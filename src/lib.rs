//! themeverter converts terminal and editor color schemes between application formats.
//!
//! Every conversion goes through one canonical representation:
//!
//! - Read a source file into a [`SourceDocument`] ([`read_document`])
//! - Parse it with the [`SourceAdapter`] for its [`SourceFormat`] into a [`CanonicalScheme`]
//! - Project the scheme through a [`Formatter`] into a [`TargetRecord`] for each [`TargetFormat`]
//! - Render the record to file text with a [`TemplateRenderer`] such as [`BuiltinTemplates`]
//!
//! [`Pipeline`] wires the middle two steps together and fans out to several targets at once.
#![forbid(unsafe_code)]
#![deny(missing_docs)]

mod foundation;

pub(crate) mod color;
pub(crate) mod pipeline;
pub(crate) mod reader;
pub(crate) mod scheme;
pub(crate) mod source;
pub(crate) mod target;
/// Rendering of target records into config file text.
pub mod template;

pub use crate::color::codec::{
    HexColor, Rgb8, RgbUnit, hex_to_rgb255, normalize_hex, relative_luminance, rgb_normalized,
    rgb255_to_hex, strip_alpha, to_ansi256, unit_to_u8,
};
pub use crate::foundation::error::{ThemeResult, ThemeverterError};
pub use crate::pipeline::{ConvertThreading, Pipeline, convert, format_all};
pub use crate::reader::{parse_bytes, read_document};
pub use crate::scheme::model::{
    AnsiColors, AnsiSlot, BaseColors, BaseField, CanonicalScheme, ColorField, SchemeTemplate,
    VimBackground, VimExtension,
};
pub use crate::source::{NameResolver, NoNameResolver, SourceAdapter, SourceDocument, SourceFormat};
pub use crate::target::{Conversion, FieldRule, Formatter, TargetFormat, TargetRecord};
pub use crate::template::{BuiltinTemplates, TemplateRenderer};
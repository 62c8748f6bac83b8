use serde_json::{Value, json};

use crate::foundation::error::ThemeResult;
use crate::scheme::model::{BaseField, CanonicalScheme, VimBackground};
use crate::target::{
    Absent, Conversion, FieldRule, Formatter, RecordBuilder, TargetFormat, TargetRecord, base,
};

/// Highlight groups in output order.
pub(crate) const GROUPS: [&str; 9] = [
    "Normal",
    "Comment",
    "String",
    "Number",
    "Boolean",
    "LineNr",
    "Cursor",
    "CursorLine",
    "Visual",
];

const fn gui(path: &'static str, field: BaseField) -> FieldRule {
    FieldRule::new(path, base(field), Conversion::Passthrough)
}

const fn cterm(path: &'static str, field: BaseField) -> FieldRule {
    FieldRule::new(path, base(field), Conversion::Ansi256)
}

// CursorLine only sets a background; its fg keys stay null.
const RULES: &[FieldRule] = &[
    gui("colors.Normal.guifg", BaseField::Normal).require(),
    gui("colors.Normal.guibg", BaseField::Background).require(),
    cterm("colors.Normal.ctermfg", BaseField::Normal).require(),
    cterm("colors.Normal.ctermbg", BaseField::Background).require(),
    gui("colors.Comment.guifg", BaseField::Comment),
    gui("colors.Comment.guibg", BaseField::Background),
    cterm("colors.Comment.ctermfg", BaseField::Comment),
    cterm("colors.Comment.ctermbg", BaseField::Background),
    gui("colors.String.guifg", BaseField::String),
    gui("colors.String.guibg", BaseField::Background),
    cterm("colors.String.ctermfg", BaseField::String),
    cterm("colors.String.ctermbg", BaseField::Background),
    gui("colors.Number.guifg", BaseField::Number),
    gui("colors.Number.guibg", BaseField::Background),
    cterm("colors.Number.ctermfg", BaseField::Number),
    cterm("colors.Number.ctermbg", BaseField::Background),
    gui("colors.Boolean.guifg", BaseField::Boolean),
    gui("colors.Boolean.guibg", BaseField::Background),
    cterm("colors.Boolean.ctermfg", BaseField::Boolean),
    cterm("colors.Boolean.ctermbg", BaseField::Background),
    gui("colors.LineNr.guifg", BaseField::LineNumber),
    gui("colors.LineNr.guibg", BaseField::Background),
    cterm("colors.LineNr.ctermfg", BaseField::LineNumber),
    cterm("colors.LineNr.ctermbg", BaseField::Background),
    gui("colors.Cursor.guifg", BaseField::Cursor),
    gui("colors.Cursor.guibg", BaseField::CursorText),
    cterm("colors.Cursor.ctermfg", BaseField::Cursor),
    cterm("colors.Cursor.ctermbg", BaseField::CursorText),
    gui("colors.CursorLine.guibg", BaseField::CursorLine),
    cterm("colors.CursorLine.ctermbg", BaseField::CursorLine),
    gui("colors.Visual.guifg", BaseField::SelectionForeground),
    gui("colors.Visual.guibg", BaseField::SelectionBackground),
    cterm("colors.Visual.ctermfg", BaseField::SelectionForeground),
    cterm("colors.Visual.ctermbg", BaseField::SelectionBackground),
];

/// Vim highlight groups with GUI and 256-color attributes.
#[derive(Debug, Clone, Copy, Default)]
pub(crate) struct VimFormatter;

impl Formatter for VimFormatter {
    fn target(&self) -> TargetFormat {
        TargetFormat::Vim
    }

    fn rules(&self) -> &'static [FieldRule] {
        RULES
    }

    fn format(&self, scheme: &CanonicalScheme) -> ThemeResult<TargetRecord> {
        let background = scheme
            .vim
            .as_ref()
            .and_then(|v| v.background)
            .unwrap_or(if scheme.is_dark {
                VimBackground::Dark
            } else {
                VimBackground::Light
            });

        let mut builder = RecordBuilder::new(Absent::Null);
        builder.insert("name", Value::from(scheme.name.as_str()))?;
        builder.insert("background", Value::from(background.as_str()))?;
        for group in GROUPS {
            builder.insert(
                &format!("colors.{group}"),
                json!({"guifg": null, "guibg": null, "ctermfg": null, "ctermbg": null}),
            )?;
        }
        builder.apply(scheme, RULES)?;
        Ok(builder.finish(self.target()))
    }
}

#[cfg(test)]
#[path = "../../tests/unit/target/vim.rs"]
mod tests;
use super::*;
use serde_json::json;

#[test]
fn ids_round_trip_through_from_str() {
    for f in SourceFormat::ALL {
        assert_eq!(f.id().parse::<SourceFormat>().unwrap(), f);
        assert_eq!(f.adapter().format(), f);
        assert_eq!(f.to_string(), f.id());
    }
    assert_eq!(" VSCode ".parse::<SourceFormat>().unwrap(), SourceFormat::VsCode);
    assert_eq!("iterm".parse::<SourceFormat>().unwrap(), SourceFormat::ITerm2);
}

#[test]
fn unknown_id_is_unsupported_source() {
    let err = "sublime".parse::<SourceFormat>().unwrap_err();
    assert!(matches!(err, ThemeverterError::UnsupportedSource(ref id) if id == "sublime"));
}

#[test]
fn detect_uses_file_extension() {
    let d = |p: &str| SourceFormat::detect(Path::new(p));
    assert_eq!(d("themes/dracula-color-theme.json"), Some(SourceFormat::VsCode));
    assert_eq!(d("nord.JSONC"), Some(SourceFormat::VsCode));
    assert_eq!(d("Solarized Dark.itermcolors"), Some(SourceFormat::ITerm2));
    assert_eq!(d("out/dracula.canonical.json"), Some(SourceFormat::Canonical));
    assert_eq!(d("theme.toml"), None);
    assert_eq!(d("/"), None);
}

#[test]
fn name_resolution_order() {
    let doc = SourceDocument::new(json!({})).with_origin("a/b.json");
    let template = SchemeTemplate::named("Template");
    let resolver = |origin: Option<&Path>| {
        origin
            .and_then(|p| p.file_stem())
            .map(|s| s.to_string_lossy().into_owned())
    };

    assert_eq!(
        resolve_name(Some(" Doc "), &doc, &template, &resolver).unwrap(),
        "Doc"
    );
    assert_eq!(resolve_name(None, &doc, &template, &resolver).unwrap(), "b");
    assert_eq!(
        resolve_name(Some(""), &doc, &template, &NoNameResolver).unwrap(),
        "Template"
    );

    let blank = |_: Option<&Path>| Some("  ".to_owned());
    let err = resolve_name(None, &doc, &SchemeTemplate::default(), &blank).unwrap_err();
    assert!(matches!(err, ThemeverterError::MissingRequiredField(_)));
}

#[test]
fn strict_color_fails_on_malformed_value() {
    assert_eq!(strict_color("x", None).unwrap(), None);
    assert_eq!(
        strict_color("x", Some("#ABCDEF80")).unwrap().unwrap().as_str(),
        "#abcdef"
    );
    let err = strict_color("editor.background", Some("blue")).unwrap_err();
    assert!(err.to_string().contains("editor.background"));
}

#[test]
fn lenient_color_drops_malformed_value() {
    assert_eq!(lenient_color("x", Some("#zzz")), None);
    assert_eq!(lenient_color("x", None), None);
    assert_eq!(lenient_color("x", Some("#fff")).unwrap().as_str(), "#ffffff");
}

#[test]
fn overlay_keeps_existing_value_on_none() {
    let keep = HexColor::parse("#010203").unwrap();
    let mut slot = Some(keep.clone());
    overlay(&mut slot, None);
    assert_eq!(slot, Some(keep));
    let new = HexColor::parse("#040506").unwrap();
    overlay(&mut slot, Some(new.clone()));
    assert_eq!(slot, Some(new));
}

#[test]
fn resolved_name_never_spans_lines() {
    let doc = SourceDocument::new(serde_json::Value::Null);
    let template = SchemeTemplate::default();
    assert_eq!(
        resolve_name(Some("Evil\n!touch x\r\t"), &doc, &template, &NoNameResolver).unwrap(),
        "Evil !touch x"
    );
    let err = resolve_name(Some("\n\u{7}"), &doc, &template, &NoNameResolver).unwrap_err();
    assert!(matches!(err, ThemeverterError::MissingRequiredField(_)));
}
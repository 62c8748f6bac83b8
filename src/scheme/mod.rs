//! The canonical scheme every conversion passes through.

pub(crate) mod model;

==============================

Set down exactly the lines of the data above, beginning with the line that has "VimBackground::Dark" and ending with the line that has "builder.apply(scheme, RULES)?;", and no others.

SOLUTION TO THE PROBLEM:
                VimBackground::Dark
            } else {
                VimBackground::Light
            });

        let mut builder = RecordBuilder::new(Absent::Null);
        builder.insert("name", Value::from(scheme.name.as_str()))?;
        builder.insert("background", Value::from(background.as_str()))?;
        for group in GROUPS {
            builder.insert(
                &format!("colors.{group}"),
                json!({"guifg": null, "guibg": null, "ctermfg": null, "ctermbg": null}),
            )?;
        }
        builder.apply(scheme, RULES)?;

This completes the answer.